20 Şubat 2020 Perşembe


MEHMETÇİK TÜRK MİLLETİNİN ASKERİDİR

Cumhurbaşkanı Erdoğan’ın İdlib'le ilgili olarak da şunları söylediğini gazetelerde öğreniyoruz:

"Rejimin çekilmesi için son günler, artık son ikazlarımızı yapıyoruz. İdlib Harekâtı artık an meselesidir. Rejime ve onu cesaretlendirenlere İdlib’i bırakmayacağız. Her operasyonda olduğu gibi bir gece ansızın gelebiliriz diyoruz. Bir gece ansızın geldiğimizde adıyla, şanıyla, her şeyiyle geliriz. Ne pahasına olursa olsun İdlib’i hem Türkiye hem de bölge halkı açısından güvenli bir yer haline dönüştürmekte kararlıyız."

Sayın Erdoğan, İdlib’in Türkiye için güvenli bir yer olması için bir harekâttan söz ediyor.

İdlib’i Türkiye açısından güvensiz bir bölge kılan oraya yerleşen terör örgütleri değil mi? Bu teröristler, ABD’nin kendilerine verdiği rolü oynayıp, Fırat’ın doğusuna egemen olduktan sonra bu bölgeyi, gene ABD’nin isteği ile PKK/PYD’ye teslim etmedi mi? İdlib’i güvensiz hale getiren güçler bu teröristler değil mi?
Rusya ve İran destekli Suriye ordusunun bölgeyi bu teröristlerden temizlemesi ve Suriye devletinin bu bölgede egemen olması, İdlib’i bölge halkı açısından da Türkiye açısından da güvenli kılar.    

Bu gerçek ortada iken, bir gece ansızın ‘anıyla şanıyla, her şeyimizle’ gitmenin tek bir gerekçesi olabilir; Heyet Tahrir el Şam örgütünün bölgede varlığını sürdürmesine yardımcı olmak.

Şimdi biz bunun için mi Mehmetçiğimizi kanlı bir savaşın içine yollayacağız? Bunu Türk milli asla kabul etmez.

ABD, bu bölgede, “Sünni İdlib özerk devleti” kurmak istiyor bu isteklerini farklı şekillerde defalarca söylediler, rapor halinde yazdılar. Türk milletinin böyle bir isteği yok. İdlib’e bu amaçla yapılacak harekât, ABD’nin projesini gerçekleştirmeye yönelik olacaktır.

Mehmetçik Türk milletinin askeridir.
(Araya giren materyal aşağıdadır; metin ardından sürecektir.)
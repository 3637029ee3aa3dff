//! Integration tests for live sessions
//!
//! Replays captured serial output through the polling loop, the same path
//! the `live --replay` command takes.

use envmon::MonitorConfig;
use envmon::models::Quantity;
use envmon::processor::{LiveSession, StopReason, run_live};
use envmon::source::ReaderLineSource;
use std::fs::File;
use std::io::BufReader;
use std::time::Duration;
use tempfile::TempDir;
use tokio_util::sync::CancellationToken;

const CAPTURE: &str = "\
Sensor board ready
CO2: 950.00 ppm
Humidity IN: 41.50% : 21.30*C
Humidity out: 78.00% : 6.20*C

Humidity IN: 41.90% : 21.60*C
CO2: 1020.00 ppm
Humidity out: 78.00% : 6.20 ppm
Humidity out: 77.50% : 6.40*C
";

fn replay_source(dir: &TempDir) -> ReaderLineSource<BufReader<File>> {
    let path = dir.path().join("capture.log");
    std::fs::write(&path, CAPTURE).unwrap();
    ReaderLineSource::new(BufReader::new(File::open(&path).unwrap()), "capture.log")
}

#[tokio::test]
async fn test_replay_best_effort() {
    let temp_dir = TempDir::new().unwrap();
    let mut session =
        LiveSession::new(replay_source(&temp_dir), &MonitorConfig::default()).unwrap();
    let mut co2_seen = Vec::new();

    let reason = run_live(
        &mut session,
        Duration::from_millis(1),
        None,
        CancellationToken::new(),
        |record, _| co2_seen.push(record.co2),
    )
    .await
    .unwrap();

    assert_eq!(reason, StopReason::SourceExhausted);
    assert_eq!(co2_seen, vec![950.0, 950.0, 950.0, 950.0, 1020.0, 1020.0]);

    let latest = session.window().latest().unwrap();
    assert_eq!(latest.humidity_in, 41.9);
    assert_eq!(latest.temperature_out, 6.4);

    let dashboard = session.dashboard().unwrap();
    assert!(dashboard.co2_alert);
    // Outdoor readings start with the third record, so the two earlier
    // placeholder zeros must not pull the minimum down
    let temp_out = dashboard.get(Quantity::TemperatureOut).unwrap();
    assert_eq!(temp_out.summary.count, 4);
    assert_eq!(temp_out.summary.min, 6.2);
    assert_eq!(temp_out.latest, 6.4);
    assert!((temp_out.delta.unwrap() - 0.2).abs() < 1e-9);
    let temp_in = dashboard.get(Quantity::TemperatureIn).unwrap();
    assert_eq!(temp_in.summary.min, 21.3);
    assert_eq!(temp_in.summary.count, 5);

    let stats = session.close();
    assert_eq!(stats.total_lines, 8);
    assert_eq!(stats.readings_parsed, 6);
    assert_eq!(stats.malformed, 1);
    assert_eq!(stats.unrecognized, 1);
}

#[tokio::test]
async fn test_replay_complete_only() {
    let temp_dir = TempDir::new().unwrap();
    let config = MonitorConfig::default().with_complete_only();
    let mut session = LiveSession::new(replay_source(&temp_dir), &config).unwrap();

    let reason = run_live(
        &mut session,
        Duration::from_millis(1),
        Some(2),
        CancellationToken::new(),
        |record, _| assert_ne!(record.temperature_out, 0.0),
    )
    .await
    .unwrap();

    assert_eq!(reason, StopReason::LimitReached);
    assert_eq!(session.records_emitted(), 2);
    let first = session.window().iter().next().copied().unwrap();
    assert_eq!(first.co2, 950.0);
    assert_eq!(first.humidity_out, 78.0);
}
//! Parsing statistics for line and block input
//!
//! Tracks how much input was accepted and why the rest was skipped.

use super::line::ParseError;
use crate::constants::MAX_RECORDED_ERRORS;

/// Counters for parsed input
#[derive(Debug, Clone, PartialEq, serde::Serialize, serde::Deserialize)]
pub struct ParseStats {
    /// Total number of non-empty lines seen
    pub total_lines: usize,

    /// Number of lines that produced a reading
    pub readings_parsed: usize,

    /// Lines with a known keyword but unusable fields
    pub malformed: usize,

    /// Lines matching no known shape
    pub unrecognized: usize,

    /// Most recent malformed-line messages, capped for long sessions
    pub errors: Vec<String>,
}

impl ParseStats {
    /// Create new empty statistics
    pub fn new() -> Self {
        Self {
            total_lines: 0,
            readings_parsed: 0,
            malformed: 0,
            unrecognized: 0,
            errors: Vec::new(),
        }
    }

    /// Count a line that parsed
    pub fn record_success(&mut self) {
        self.total_lines += 1;
        self.readings_parsed += 1;
    }

    /// Count a rejected line
    pub fn record_error(&mut self, error: &ParseError) {
        self.total_lines += 1;
        match error {
            ParseError::Malformed { .. } => {
                self.malformed += 1;
                if self.errors.len() == MAX_RECORDED_ERRORS {
                    self.errors.remove(0);
                }
                self.errors
                    .push(format!("Line {}: {}", self.total_lines, error));
            }
            ParseError::Unrecognized { .. } => self.unrecognized += 1,
        }
    }

    /// Lines skipped for any reason
    pub fn skipped(&self) -> usize {
        self.malformed + self.unrecognized
    }

    /// Calculate success rate as a percentage
    pub fn success_rate(&self) -> f64 {
        if self.total_lines == 0 {
            0.0
        } else {
            (self.readings_parsed as f64 / self.total_lines as f64) * 100.0
        }
    }

    /// Check if parsing was mostly successful (>90% success rate)
    pub fn is_successful(&self) -> bool {
        self.success_rate() > 90.0
    }
}

impl Default for ParseStats {
    fn default() -> Self {
        Self::new()
    }
}
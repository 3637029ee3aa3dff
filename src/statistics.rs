//! Summary statistics over record sequences
//!
//! Computes min/mean/max per quantity, latest-vs-previous deltas and the
//! CO2 alert condition shown by the dashboard. Everything here is derived
//! on demand and never stored.

use crate::error::{MonitorError, Result};
use crate::models::{Quantity, Record};
use chrono::{DateTime, Utc};
use serde::Serialize;

/// Min, mean and max of one quantity
#[derive(Debug, Clone, Copy, PartialEq, Serialize)]
pub struct Summary {
    pub min: f64,
    pub mean: f64,
    pub max: f64,
    pub count: usize,
}

/// Summarize `quantity` over a non-empty record sequence
pub fn summarize<'a, I>(records: I, quantity: Quantity) -> Result<Summary>
where
    I: IntoIterator<Item = &'a Record>,
{
    let mut count = 0usize;
    let mut sum = 0.0;
    let mut min = f64::INFINITY;
    let mut max = f64::NEG_INFINITY;

    for record in records {
        let value = record.value(quantity);
        count += 1;
        sum += value;
        min = min.min(value);
        max = max.max(value);
    }

    if count == 0 {
        return Err(MonitorError::empty_input(1, 0));
    }

    Ok(Summary {
        min,
        mean: sum / count as f64,
        max,
        count,
    })
}

/// Difference between the last and second-to-last value of `quantity`
pub fn delta<'a, I>(records: I, quantity: Quantity) -> Result<f64>
where
    I: IntoIterator<Item = &'a Record>,
    I::IntoIter: DoubleEndedIterator,
{
    let mut newest_first = records.into_iter().rev();
    match (newest_first.next(), newest_first.next()) {
        (Some(last), Some(previous)) => Ok(last.value(quantity) - previous.value(quantity)),
        (Some(_), None) => Err(MonitorError::empty_input(2, 1)),
        _ => Err(MonitorError::empty_input(2, 0)),
    }
}

/// True when the record's CO2 concentration exceeds `threshold_ppm`
pub fn co2_alert(record: &Record, threshold_ppm: f64) -> bool {
    record.co2 > threshold_ppm
}

/// Latest value, delta and summary for one quantity
#[derive(Debug, Clone, Copy, PartialEq, Serialize)]
pub struct QuantitySummary {
    pub quantity: Quantity,
    pub latest: f64,
    /// Present only when at least two records exist
    pub delta: Option<f64>,
    pub summary: Summary,
}

/// Everything the dashboard shows for a record sequence
#[derive(Debug, Clone, PartialEq, Serialize)]
pub struct DashboardSummary {
    pub record_count: usize,
    pub first_timestamp: DateTime<Utc>,
    pub last_timestamp: DateTime<Utc>,
    pub quantities: Vec<QuantitySummary>,
    pub latest_co2: f64,
    pub co2_alert: bool,
    pub co2_threshold_ppm: f64,
}

impl DashboardSummary {
    /// Build the dashboard view of `records`, which must not be empty
    pub fn from_records(records: &[Record], co2_threshold_ppm: f64) -> Result<Self> {
        Self::from_observed(records, co2_threshold_ppm, |_| Some(0))
    }

    /// Build the dashboard view when early records may hold sentinel slots
    ///
    /// `first_observed` gives, per quantity, the index of the first record in
    /// `records` that carries a real reading, or `None` if none does. Earlier
    /// records are left out of that quantity's summary and delta, and
    /// quantities never observed are omitted.
    pub fn from_observed<F>(
        records: &[Record],
        co2_threshold_ppm: f64,
        first_observed: F,
    ) -> Result<Self>
    where
        F: Fn(Quantity) -> Option<usize>,
    {
        let (first, last) = match (records.first(), records.last()) {
            (Some(first), Some(last)) => (first, last),
            _ => return Err(MonitorError::empty_input(1, 0)),
        };

        let quantities = Quantity::ALL
            .iter()
            .filter_map(|&quantity| {
                let start = first_observed(quantity)?;
                let observed = records.get(start..).filter(|r| !r.is_empty())?;
                Some(
                    summarize(observed, quantity).map(|summary| QuantitySummary {
                        quantity,
                        latest: last.value(quantity),
                        delta: delta(observed, quantity).ok(),
                        summary,
                    }),
                )
            })
            .collect::<Result<Vec<_>>>()?;

        let co2_seen = first_observed(Quantity::Co2).is_some_and(|start| start < records.len());

        Ok(Self {
            record_count: records.len(),
            first_timestamp: first.timestamp,
            last_timestamp: last.timestamp,
            quantities,
            latest_co2: last.co2,
            co2_alert: co2_seen && co2_alert(last, co2_threshold_ppm),
            co2_threshold_ppm,
        })
    }

    /// Look up the entry for one quantity
    pub fn get(&self, quantity: Quantity) -> Option<&QuantitySummary> {
        self.quantities.iter().find(|q| q.quantity == quantity)
    }
}
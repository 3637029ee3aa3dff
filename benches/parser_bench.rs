//! # Parser Benchmarks
//!
//! Measures live line parsing, batch block scanning and window statistics.
//!
//! Run: `cargo bench --bench parser_bench`

use chrono::{Duration, TimeZone, Utc};
use criterion::{BenchmarkId, Criterion, black_box, criterion_group, criterion_main};
use envmon::models::{Quantity, Record};
use envmon::parser::{BlockParser, LineParser};
use envmon::statistics::DashboardSummary;

fn sample_dump(blocks: usize) -> String {
    (0..blocks)
        .map(|i| {
            format!(
                "Humidity out: {:.2} %\nTemperature out: {:.2} *C\nHumidity IN: {:.2} %\nTemperature IN: {:.2} *C\nCO2: {:.2} ppm\n\n",
                70.0 + (i % 10) as f64,
                5.0 + (i % 7) as f64,
                40.0 + (i % 5) as f64,
                20.0 + (i % 3) as f64,
                600.0 + (i % 50) as f64 * 10.0
            )
        })
        .collect()
}

fn bench_line_parser(c: &mut Criterion) {
    let mut group = c.benchmark_group("line_parser");
    let parser = LineParser::new();

    group.bench_function("environment_line", |b| {
        b.iter(|| black_box(parser.parse(black_box("Humidity IN: 41.50% : 21.30*C"))))
    });

    group.bench_function("co2_line", |b| {
        b.iter(|| black_box(parser.parse(black_box("CO2: 612.00 ppm"))))
    });

    group.bench_function("unrecognized_line", |b| {
        b.iter(|| black_box(parser.parse(black_box("Sensor boot v1.2"))))
    });

    group.finish();
}

fn bench_block_scan(c: &mut Criterion) {
    let mut group = c.benchmark_group("block_scan");
    let parser = BlockParser::new().unwrap();

    for blocks in [10, 100, 1000] {
        let dump = sample_dump(blocks);
        group.bench_with_input(BenchmarkId::from_parameter(blocks), &dump, |b, dump| {
            b.iter(|| black_box(parser.scan(dump)))
        });
    }

    group.finish();
}

fn bench_dashboard(c: &mut Criterion) {
    let start = Utc.with_ymd_and_hms(2024, 1, 1, 0, 0, 0).unwrap();
    let records: Vec<Record> = (0..100)
        .map(|i| {
            Record::new(
                start + Duration::seconds(i),
                40.0,
                21.0 + (i % 4) as f64 * 0.1,
                75.0,
                6.0,
                600.0 + i as f64,
            )
        })
        .collect();

    c.bench_function("dashboard_100_records", |b| {
        b.iter(|| black_box(DashboardSummary::from_records(&records, 1000.0).unwrap().get(Quantity::Co2).copied()))
    });
}

criterion_group!(benches, bench_line_parser, bench_block_scan, bench_dashboard);
criterion_main!(benches);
Bugüne kadar ABD’nin kara gücüm dediği PKK/PYD ile savaşan Mehmetçik, Amerika-İsrail projelerinin savaşçısı olamaz.

Türkiye, Suriye’nin toprak bütünlüğü ve siyasi birliğini istediğini Rusya ve İran ile birlikte imza altına almıştı. Bu harekât, bu imzanın da inkârı anlamını taşır. Bu inkâr, Türkiye’yi Batı Asya’da, Doğu Akdeniz’de mücadele ettiği gerçek düşmanları karşısında yalnızlığa iter.

Trump’ın ‘Türkiye’yi İdlib konusunda destekliyoruz’ sözü önemlidir ve muhakkak dikkate alınmalıdır. Bu söz hayrımıza söylenmiş bir ifade değildir.

Ekonomik durum giderek kötüleşirken, Sayın Erdoğan’ın İdlib ve ‘Kanal İstanbul’ konusundaki ısrarı onun iktidarının sonunu getireceğe benziyor.

Türkiye yönetiminde söz sahibi olan herkesi aklıselime davet ediyoruz. Türkiye’nin geleceğini riske atmaya hiç kimsenin hakkı yok.